American businessman (1829–1904)

George Francis Train (March 24, 1829 – January 18, 1904) was an American businessman who organized the clipper ship line that sailed around Cape Horn to San Francisco; he also was an organizer of the Union Pacific Railroad and the Crédit Mobilier in the United States in 1864 to construct the eastern portion of the Transcontinental Railroad, and a horse tramway company in England while there during the American Civil War.

In 1870 Train made the first of three widely publicized trips around the globe. He believed that a report of his first journey in a French periodical inspired Jules Verne's novel Around the World in Eighty Days; protagonist Phileas Fogg may have been modeled on him.

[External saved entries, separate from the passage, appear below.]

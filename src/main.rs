// =============================================================================
// Aurora TA — Demo Entry Point
// =============================================================================
//
// Synthesizes a deterministic price series, runs every indicator over it,
// collects the latest readings into a snapshot, and prints the educational
// explanation. Data acquisition and presentation are out of scope for the
// library, so the demo supplies both ends itself.

use tracing::info;
use tracing_subscriber::EnvFilter;

use aurora_ta::indicators::{ema, rsi, sma};
use aurora_ta::{bollinger, format_explanation, IndicatorSnapshot, PriceSeries};

fn main() -> anyhow::Result<()> {
    tracing_subscriber::fmt()
        .with_env_filter(
            EnvFilter::try_from_default_env().unwrap_or_else(|_| EnvFilter::new("info")),
        )
        .init();

    // Deterministic synthetic closes: gentle uptrend with a sine wobble.
    let closes: Vec<f64> = (0..120)
        .map(|i| 100.0 + i as f64 * 0.25 + (i as f64 * 0.4).sin() * 2.0)
        .collect();
    let series = PriceSeries::from_closes(&closes);
    info!(candles = series.len(), "synthesized demo series");

    let sma20 = sma::sma(&series, sma::DEFAULT_WINDOW)?;
    let ema20 = ema::ema(&series, ema::DEFAULT_WINDOW)?;
    let rsi14 = rsi::rsi(&series, rsi::DEFAULT_PERIOD)?;
    let bands = bollinger(&series, 20)?;

    let last = series.len() - 1;
    info!(
        sma = sma20[last],
        ema = ema20[last],
        rsi = rsi14[last],
        bb_upper = bands.upper[last],
        bb_lower = bands.lower[last],
        "latest readings"
    );

    // Demo-side trend call: fast average above slow average reads bullish.
    let trend = if ema20[last] > sma20[last] {
        "Bullish"
    } else if ema20[last] < sma20[last] {
        "Bearish"
    } else {
        "Neutral"
    };

    let mut snapshot = IndicatorSnapshot::new();
    if rsi14[last].is_finite() {
        snapshot.set_number("rsi", rsi14[last]);
    }
    snapshot.set_label("trend", trend);

    let message = format_explanation("Is the market overbought right now?", &snapshot);
    println!("{message}");

    Ok(())
}
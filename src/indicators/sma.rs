// =============================================================================
// Simple Moving Average (SMA)
// =============================================================================
//
// The unweighted mean of the last `window` closes. The first `window - 1`
// output positions are NaN because the trailing window is not yet full.

use crate::error::IndicatorError;
use crate::indicators::rolling_mean;
use crate::series::PriceSeries;

/// Default look-back window, matching the common charting convention.
pub const DEFAULT_WINDOW: usize = 20;

/// Compute the SMA series for `series` over `window` closes.
///
/// The output is aligned with the input: `out[i]` is the mean of closes at
/// positions `[i - window + 1, i]`, or NaN while `i < window - 1`.
///
/// # Errors
/// - `ZeroWindow` when `window == 0`.
/// - `NonFiniteClose` when any close is NaN or infinite.
///
/// An empty or too-short series is not an error; the result is all-NaN with
/// the same length as the input.
pub fn sma(series: &PriceSeries, window: usize) -> Result<Vec<f64>, IndicatorError> {
    if window == 0 {
        return Err(IndicatorError::ZeroWindow);
    }
    series.validate_closes()?;

    Ok(rolling_mean(&series.closes(), window))
}
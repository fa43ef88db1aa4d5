//! # Observability
//!
//! Observability modules for metrics and logging.
//!
//! - `metrics`: Prometheus metrics handle injected into each mover
//! - `logging`: tracing subscriber setup

pub mod logging;
pub mod metrics;

pub use logging::init_tracing;
pub use metrics::MoverMetrics;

In 1872, he ran for president of the United States as an independent candidate. That year, he was jailed on obscenity charges while defending suffragist Victoria Woodhull against charges regarding an article her newspaper had published on an alleged adulterous affair. Despite business successes in early life, he became known as he aged as an increasingly eccentric figure in American and Australian history.

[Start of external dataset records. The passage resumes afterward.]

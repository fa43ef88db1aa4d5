//! # Repository Maintenance
//!
//! Decides when a backup should also run Kopia repository maintenance and
//! summarises the history of past maintenance Jobs for the source status.
//!
//! Maintenance piggybacks on the backup Job: when it is due the mover sets
//! `KOPIA_RUN_MAINTENANCE=true` and labels the Job. The mover Job has a fixed
//! name and is deleted after every reset, so a scan over labelled Jobs only
//! seeds the status; after that each finished run is folded in with
//! [`record_maintenance_run`].

use crate::crd::MaintenanceStatus;
use chrono::{DateTime, Duration, Months, Utc};
use k8s_openapi::api::batch::v1::Job;
use k8s_openapi::apimachinery::pkg::apis::meta::v1::Time;

/// Whether maintenance is due
///
/// Never due without a positive interval; always due when it has never run.
#[must_use]
pub fn should_run_maintenance(
    interval_days: Option<i32>,
    last_maintenance: Option<DateTime<Utc>>,
    now: DateTime<Utc>,
) -> bool {
    let Some(days) = interval_days.filter(|d| *d > 0) else {
        return false;
    };
    match last_maintenance {
        None => true,
        Some(last) => now > last + Duration::hours(i64::from(days) * 24),
    }
}

#[derive(Debug, Clone, Copy, PartialEq, Eq)]
enum Outcome {
    Succeeded,
    Failed,
}

#[derive(Debug, Clone, Copy)]
struct FinishedJob {
    outcome: Outcome,
    started: Option<DateTime<Utc>>,
    finished: DateTime<Utc>,
}

/// Summarise a set of maintenance Jobs, in any order
///
/// Jobs that have not finished are ignored. `configured` is left for the
/// caller to set.
#[must_use]
pub fn analyze_job_history(jobs: &[Job]) -> MaintenanceStatus {
    let mut finished: Vec<FinishedJob> = jobs.iter().filter_map(finished_job).collect();
    finished.sort_by(|a, b| b.finished.cmp(&a.finished));

    let last_of = |outcome: Outcome| {
        finished
            .iter()
            .find(|j| j.outcome == outcome)
            .map(|j| format_time(j.finished))
    };

    let failures_since_last_success = finished
        .iter()
        .take_while(|j| j.outcome == Outcome::Failed)
        .count();

    let last_maintenance_duration = finished.first().and_then(|j| {
        j.started
            .map(|start| format!("{}s", (j.finished - start).num_seconds().max(0)))
    });

    MaintenanceStatus {
        configured: false,
        last_successful_time: last_of(Outcome::Succeeded),
        last_failed_time: last_of(Outcome::Failed),
        failures_since_last_success: i32::try_from(failures_since_last_success)
            .unwrap_or(i32::MAX),
        last_maintenance_duration,
    }
}

fn finished_job(job: &Job) -> Option<FinishedJob> {
    let status = job.status.as_ref()?;
    let started = status.start_time.as_ref().and_then(time_to_chrono);
    let condition_time = |kind: &str| {
        status
            .conditions
            .as_ref()?
            .iter()
            .find(|c| c.type_ == kind && c.status == "True")
            .and_then(|c| c.last_transition_time.as_ref())
            .and_then(time_to_chrono)
    };

    if status.succeeded.unwrap_or(0) > 0 {
        let finished = status
            .completion_time
            .as_ref()
            .and_then(time_to_chrono)
            .or_else(|| condition_time("Complete"))?;
        return Some(FinishedJob {
            outcome: Outcome::Succeeded,
            started,
            finished,
        });
    }

    condition_time("Failed").map(|finished| FinishedJob {
        outcome: Outcome::Failed,
        started,
        finished,
    })
}

/// One finished maintenance-carrying Job
#[derive(Debug, Clone, Copy, PartialEq, Eq)]
pub struct MaintenanceRun {
    pub succeeded: bool,
    pub started: Option<DateTime<Utc>>,
    pub finished: DateTime<Utc>,
}

impl MaintenanceRun {
    /// Read start and end times from `job`, using `now` when it has no end time
    #[must_use]
    pub fn from_job(job: &Job, succeeded: bool, now: DateTime<Utc>) -> Self {
        let status = job.status.as_ref();
        let finished = status
            .and_then(|s| s.completion_time.as_ref())
            .and_then(time_to_chrono)
            .unwrap_or(now);
        Self {
            succeeded,
            started: status
                .and_then(|s| s.start_time.as_ref())
                .and_then(time_to_chrono),
            finished,
        }
    }
}

/// Fold a finished run into an existing maintenance status
pub fn record_maintenance_run(status: &mut MaintenanceStatus, run: MaintenanceRun) {
    let finished = format_time(run.finished);
    if run.succeeded {
        status.last_successful_time = Some(finished);
        status.failures_since_last_success = 0;
    } else {
        status.last_failed_time = Some(finished);
        status.failures_since_last_success =
            status.failures_since_last_success.saturating_add(1);
    }
    if let Some(started) = run.started {
        status.last_maintenance_duration =
            Some(format!("{}s", (run.finished - started).num_seconds().max(0)));
    }
}

/// Estimate the next maintenance run from a cron expression
///
/// Understands the shapes the operator exposes: daily (`M H * * *`), weekly
/// (`M H * * D`), monthly by day (`M H D * *`) and the `@daily`, `@weekly` and
/// `@monthly` aliases. Anything else is treated as daily. For display only.
#[must_use]
pub fn calculate_next_scheduled_time(cron: &str, last: DateTime<Utc>) -> DateTime<Utc> {
    match cron_shape(cron) {
        CronShape::Weekly => last + Duration::days(7),
        CronShape::Monthly => last
            .checked_add_months(Months::new(1))
            .unwrap_or_else(|| last + Duration::days(30)),
        CronShape::Daily => last + Duration::days(1),
    }
}

#[derive(Debug, PartialEq, Eq)]
enum CronShape {
    Daily,
    Weekly,
    Monthly,
}

fn cron_shape(cron: &str) -> CronShape {
    match cron.trim() {
        "@weekly" => return CronShape::Weekly,
        "@monthly" => return CronShape::Monthly,
        "@daily" | "@midnight" => return CronShape::Daily,
        _ => {}
    }

    let fields: Vec<&str> = cron.split_whitespace().collect();
    match fields.as_slice() {
        [_, _, "*", "*", "*"] => CronShape::Daily,
        [_, _, "*", "*", _] => CronShape::Weekly,
        [_, _, _, "*", "*"] => CronShape::Monthly,
        _ => CronShape::Daily,
    }
}

/// Convert a Kubernetes timestamp to chrono through its RFC3339 wire form
#[must_use]
pub fn time_to_chrono(time: &Time) -> Option<DateTime<Utc>> {
    let value = serde_json::to_value(time).ok()?;
    parse_time(value.as_str()?)
}

/// Parse an RFC3339 status timestamp
#[must_use]
pub fn parse_time(value: &str) -> Option<DateTime<Utc>> {
    DateTime::parse_from_rfc3339(value)
        .ok()
        .map(|t| t.with_timezone(&Utc))
}

/// Format a timestamp the way status fields store it
#[must_use]
pub fn format_time(time: DateTime<Utc>) -> String {
    time.to_rfc3339_opts(chrono::SecondsFormat::Secs, true)
}
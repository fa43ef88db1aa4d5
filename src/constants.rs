//! # Constants
//!
//! Shared constants used throughout the mover.
//!
//! Values that the in-container entry point depends on (mount paths, the
//! argument separator) are part of the wire contract with the mover image and
//! must not change without a matching image release.

/// Pod failures tolerated before the mover deletes and recreates the Job
pub const DEFAULT_JOB_BACKOFF_LIMIT: i32 = 8;

/// Default container image for the Kopia mover
pub const DEFAULT_KOPIA_IMAGE: &str = "quay.io/backube/volsync:latest";

/// Entry point inside the mover image
pub const MOVER_ENTRY_POINT: &str = "/mover-kopia/entry.sh";

/// Name of the single container in the mover pod
pub const MOVER_CONTAINER_NAME: &str = "kopia";

/// Mount path of the data volume (source or destination PVC)
pub const DATA_MOUNT_PATH: &str = "/data";

/// Mount path of the Kopia metadata cache
pub const CACHE_MOUNT_PATH: &str = "/cache";

/// Mount path of the repository PVC when a filesystem repository is used
pub const REPOSITORY_PVC_MOUNT_PATH: &str = "/kopia";

/// Repository URL handed to Kopia when the repository lives on a PVC
pub const REPOSITORY_PVC_URL: &str = "filesystem:///kopia/repository";

/// Mount path of the credential files volume
pub const CREDENTIALS_MOUNT_PATH: &str = "/credentials";

/// Mount path of the custom CA bundle
pub const CUSTOM_CA_MOUNT_PATH: &str = "/customca";

/// File name of the custom CA bundle inside its mount
pub const CUSTOM_CA_FILE_NAME: &str = "ca.crt";

/// Mount path of the policy configuration
pub const POLICY_CONFIG_MOUNT_PATH: &str = "/kopia-config";

/// File name of the repository/policy configuration inside its mount
pub const POLICY_CONFIG_FILE_NAME: &str = "repository.config";

/// Separator used to join additional CLI arguments into one env var
pub const ADDITIONAL_ARGS_SEPARATOR: &str = "|SEP|";

/// Default cache PVC capacity when a PVC is requested without a size
pub const DEFAULT_CACHE_PVC_CAPACITY: &str = "1Gi";

/// Default size cap for the ephemeral (EmptyDir) cache
pub const DEFAULT_CACHE_EMPTY_DIR_LIMIT: &str = "8Gi";

/// Default access mode when nothing else can be inherited
pub const DEFAULT_ACCESS_MODE: &str = "ReadWriteOnce";

/// Maximum length of a generated username
pub const MAX_USERNAME_LENGTH: usize = 50;

/// Maximum length of a generated hostname (DNS name ceiling)
pub const MAX_HOSTNAME_LENGTH: usize = 253;

/// Identity token used when sanitization leaves nothing
pub const DEFAULT_IDENTITY: &str = "volsync-default";

/// Maximum Kubernetes object name length we generate for Jobs
pub const MAX_JOB_NAME_LENGTH: usize = 63;

/// Number of log lines retained in the mover status
pub const MAX_STATUS_LOG_LINES: usize = 40;

/// Number of maintenance Jobs scanned when computing maintenance history
pub const DEFAULT_MAINTENANCE_HISTORY_LIMIT: usize = 10;

/// Label placed on every object the mover creates for the cleanup pass
pub const CLEANUP_LABEL: &str = "volsync.backube/cleanup";

/// Label identifying the owning replication object on created objects
pub const OWNER_NAME_LABEL: &str = "volsync.backube/owner-name";

/// Label marking Jobs that ran repository maintenance
pub const MAINTENANCE_LABEL: &str = "volsync.backube/kopia-maintenance";

/// Annotation on destination PVCs recording the snapshot to reuse
pub const SNAPSHOT_REUSE_ANNOTATION: &str = "volsync.backube/snapname";

/// Field manager used for every write the mover performs
pub const FIELD_MANAGER: &str = "volsync-kopia-mover";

==Early life and education==
George Francis Train was born on March 24, 1829, in Boston, son of Oliver Train and his wife Maria Pickering. His cousin Adeline later became a noted author. His parents and three sisters died in a yellow fever epidemic in New Orleans in 1833 when George was four. He was raised by strict Methodist grandparents in Boston. They hoped George would become a minister.

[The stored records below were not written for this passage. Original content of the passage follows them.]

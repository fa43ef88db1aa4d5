//! # Mover Configuration
//!
//! Per-reconcile configuration, built by the caller from the replication
//! resource's spec. The role is a sum type so role-specific behaviour is
//! matched exhaustively instead of branching on a flag.

use crate::crd::{
    CacheSettings, CustomCaSpec, MoverPodOverrides, PolicyConfigSpec, RetentionPolicy,
    SnapshotActions, SourceIdentity,
};
use k8s_openapi::apimachinery::pkg::api::resource::Quantity;
use k8s_openapi::apimachinery::pkg::apis::meta::v1::OwnerReference;

/// Replication resource that owns everything the mover creates
#[derive(Debug, Clone, Default, PartialEq, Eq)]
pub struct OwnerInfo {
    pub api_version: String,
    pub kind: String,
    pub name: String,
    pub namespace: String,
    pub uid: String,
}

impl OwnerInfo {
    /// Controller owner reference for created objects
    #[must_use]
    pub fn owner_reference(&self) -> OwnerReference {
        OwnerReference {
            api_version: self.api_version.clone(),
            kind: self.kind.clone(),
            name: self.name.clone(),
            uid: self.uid.clone(),
            controller: Some(true),
            block_owner_deletion: Some(true),
        }
    }
}

/// Direction of data movement
#[derive(Debug, Clone, Copy, PartialEq, Eq)]
pub enum Role {
    Source,
    Destination,
}

impl Role {
    /// Metric label and `DIRECTION` value
    #[must_use]
    pub fn as_str(&self) -> &'static str {
        match self {
            Role::Source => "source",
            Role::Destination => "destination",
        }
    }

    /// Short form used in generated object names
    #[must_use]
    pub fn short_name(&self) -> &'static str {
        match self {
            Role::Source => "src",
            Role::Destination => "dst",
        }
    }
}

/// Options of a backup (replication source)
#[derive(Debug, Clone, Default, PartialEq)]
pub struct SourceOptions {
    /// PVC being backed up
    pub source_pvc_name: String,
    pub compression: Option<String>,
    pub parallelism: Option<i32>,
    pub retain: Option<RetentionPolicy>,
    pub actions: Option<SnapshotActions>,
    /// Run repository maintenance every this many days
    pub maintenance_interval_days: Option<i32>,
    /// Cron expression used to estimate the next maintenance run
    pub maintenance_cron_schedule: Option<String>,
}

impl SourceOptions {
    #[must_use]
    pub fn new(source_pvc_name: impl Into<String>) -> Self {
        Self {
            source_pvc_name: source_pvc_name.into(),
            ..Default::default()
        }
    }
}

/// Options of a restore (replication destination)
#[derive(Debug, Clone, Default, PartialEq)]
pub struct DestinationOptions {
    /// Restore into this existing PVC instead of allocating one
    pub destination_pvc: Option<String>,
    pub capacity: Option<Quantity>,
    pub storage_class_name: Option<String>,
    pub access_modes: Vec<String>,
    pub restore_as_of: Option<String>,
    pub shallow: Option<i32>,
    pub previous: Option<i32>,
    pub source_identity: Option<SourceIdentity>,
    pub enable_file_deletion: bool,
}

#[derive(Debug, Clone, PartialEq)]
pub enum RoleConfig {
    Source(SourceOptions),
    Destination(DestinationOptions),
}

impl RoleConfig {
    #[must_use]
    pub fn role(&self) -> Role {
        match self {
            RoleConfig::Source(_) => Role::Source,
            RoleConfig::Destination(_) => Role::Destination,
        }
    }
}

/// Everything one `synchronize` or `cleanup` call needs from the resource
#[derive(Debug, Clone, PartialEq)]
pub struct MoverConfig {
    pub owner: OwnerInfo,
    pub role: RoleConfig,
    /// Secret holding the repository URL, password and backend credentials
    pub repository_secret: String,
    /// PVC holding a filesystem repository, mounted at `/kopia`
    pub repository_pvc: Option<String>,
    pub cache: CacheSettings,
    pub custom_ca: CustomCaSpec,
    pub policy_config: PolicyConfigSpec,
    pub privileged: bool,
    pub paused: bool,
    /// Container image, the operator default when unset
    pub image: Option<String>,
    pub username: Option<String>,
    pub hostname: Option<String>,
    pub source_path_override: Option<String>,
    pub additional_args: Vec<String>,
    /// Repository connection comes from `KOPIA_MANUAL_CONFIG` instead of a URL
    pub manual_config: bool,
    pub pod_overrides: MoverPodOverrides,
}

impl MoverConfig {
    /// Configuration with every optional knob unset
    #[must_use]
    pub fn new(owner: OwnerInfo, role: RoleConfig, repository_secret: impl Into<String>) -> Self {
        Self {
            owner,
            role,
            repository_secret: repository_secret.into(),
            repository_pvc: None,
            cache: CacheSettings::default(),
            custom_ca: CustomCaSpec::default(),
            policy_config: PolicyConfigSpec::default(),
            privileged: false,
            paused: false,
            image: None,
            username: None,
            hostname: None,
            source_path_override: None,
            additional_args: Vec::new(),
            manual_config: false,
            pod_overrides: MoverPodOverrides::default(),
        }
    }

    #[must_use]
    pub fn role(&self) -> Role {
        self.role.role()
    }
}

He attended common schools, where he acquired knowledge about different countries, got exposed to logical ways of thinking, and honed mechanical engineering skills using toy blocks and sticks. His best friend in school had immigrated from England, and related to Train how difficult it was to get around in his hometown, Birkenhead. This is what inspired Train to set up a tramway system in the same town. He did not go into the ministry, instead becoming a businessman and adventure seeker.

==Career==
Train entered the mercantile business in Boston, and made it his career all his life in the United States, Britain and in Australia. He initiated numerous new businesses, building the corporate and financial structures to make them work.

===Australia===
He and his wife arrived in Melbourne on 23 May 1853 aboard the Bavaria, where he became the local agent for the White Diamond Line. In partnership with another American, former mariner Captain Ebenezer Caldwell, he imported clothing, building materials, guns, flour, patent medicines, mining tools, coaches and carts. Caldwell, Train & Co. built warehouses at either end of the newly constructed railway line from Sandridge to Flinders St, making it easier for White Star Line passengers to move their luggage between port and city. He was involved in the Melbourne Chamber of Commerce and he helped establish a volunteer fire brigade in the city.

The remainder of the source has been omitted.